Loren catalogued the smudges of black oil still marking her face, grey metal and olive skin alike. She took in the faint shadows of her bared collarbones, the tense slant of her lips. The shoulder of her hoodie rested strangely, like it wasn’t resting on a shoulder so much as the skeleton of one. Loren remembered what Max had said about the accident nearly severing her arm, and wondered how accurate that thought had been.

“This way,” she replied with a jerk of her head, and they set off down the street.

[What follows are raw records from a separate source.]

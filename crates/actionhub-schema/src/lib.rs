// SPDX-FileCopyrightText: 2026 ActionHub Contributors
// SPDX-License-Identifier: MIT OR Apache-2.0

//! Configuration schema validation for ActionHub plugins.
//!
//! Plugin configuration schemas are JSON Schema documents. The
//! [`SchemaValidator`] applies declared defaults, enforces the unknown-field
//! policy, and reports violations through the [`normalize`] module as ordered
//! [`FieldError`](actionhub_core::FieldError) records with dotted/bracketed
//! paths, so the validate operation and the engine's configure phase return
//! identical error shapes.

pub mod defaults;
pub mod normalize;
pub mod validator;

pub use normalize::{normalize_errors, pointer_to_path};
pub use validator::{CompiledSchema, ConfigSchema, SchemaValidator, UnknownFieldPolicy};
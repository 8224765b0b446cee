// SPDX-FileCopyrightText: 2026 ActionHub Contributors
// SPDX-License-Identifier: MIT OR Apache-2.0

//! Service/plugin descriptors, the immutable registry, and catalog queries.
//!
//! Services group plugins and may point at a remote environment that executes
//! them. The [`Registry`] is built once through [`RegistryBuilder`]; the
//! [`Catalog`] publishes it to concurrent readers and swaps it atomically on
//! rebuild.

pub mod catalog;
pub mod descriptor;
pub mod registry;

pub use catalog::{Catalog, Listing, PluginForm};
pub use descriptor::{
    Documentation, Form, FormComponent, FormField, FormGroup, PluginDescriptor, PortDoc,
    RemoteDescriptor, RemoteMetadata, RemoteSpec, ServiceDescriptor,
};
pub use registry::{Registry, RegistryBuilder, ServiceSpec};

They walked in a silence which Loren wasn’t sure was comfortable. Around the end of the block, it started to rain, a cold, dejected drizzle which only made Loren’s mediocre mood worse. She flipped her broad wool collar up against the back of her neck, Max tugged her hood up over her head, and they both tugged their warm layers more tightly around themselves and walked on.

It was dark enough for all the streetlamps to be on by the time they reached Loren’s apartment, though the walk couldn’t have been longer than half an hour. Loren had veered once, automatically, toward her usual subway station before remembering that cyborgs were prohibited from using the subway; instead, they walked the whole way, Loren shivering intermittently as the rain continued its depressing descent and mulling over the injustices of cyborg law. There was a narrow overhang over Loren’s building door, though; she huddled gratefully under it as her cold-stiff hands fumbled the lock open.

As Loren stepped into the dry warmth of her apartment lobby, Max hesitated in the doorway. “Am I… allowed in?” she asked, as if she’d just remembered she might not be.

Loren scoffed. “Don’t care,” she said, grabbing at Max’s wrist and dragging her inside so she could let go of the door. It wasn’t until she let go that she realized she’d been touching bare metal. She wondered at what point it had stopped bothering her to think about.

Loren wasn’t fond of the state of the elevator; it creaked whenever she shifted her weight, and it took longer to wait for than to just walk the four flights, so she’d never been able to convince herself it was worth it. Max followed her silently, leaving her hood up even as Loren flipped her collar down and unbuttoned her coat.

When they reached Loren’s flat, Loren unlocked the door and gestured Max through. She ducked inside gratefully, finally lifting her hood off as Loren followed her in.

“Make yourself comfortable,” Loren invited — an automatic invitation she’d never made a habit of using. “Oh, and please take off your shoes, I’m not a fan of street mud on my carpet,” she added, slinging her bag off her shoulder and into the corner.

Max shrugged out of her denim vest, hanging it on one of Loren’s coat-hooks before obediently unzipping her black boots and toeing them off. Loren’s coat went on its usual hook, her scarf automatically next to it on the hook Max had already commandeered, and she picked her bag back up and fished out the bottle of whiskey.

“Here,” she said, pressing it into Max’s hand, “take this into the living room, would you? Just through there, I’ll be with you in a minute.”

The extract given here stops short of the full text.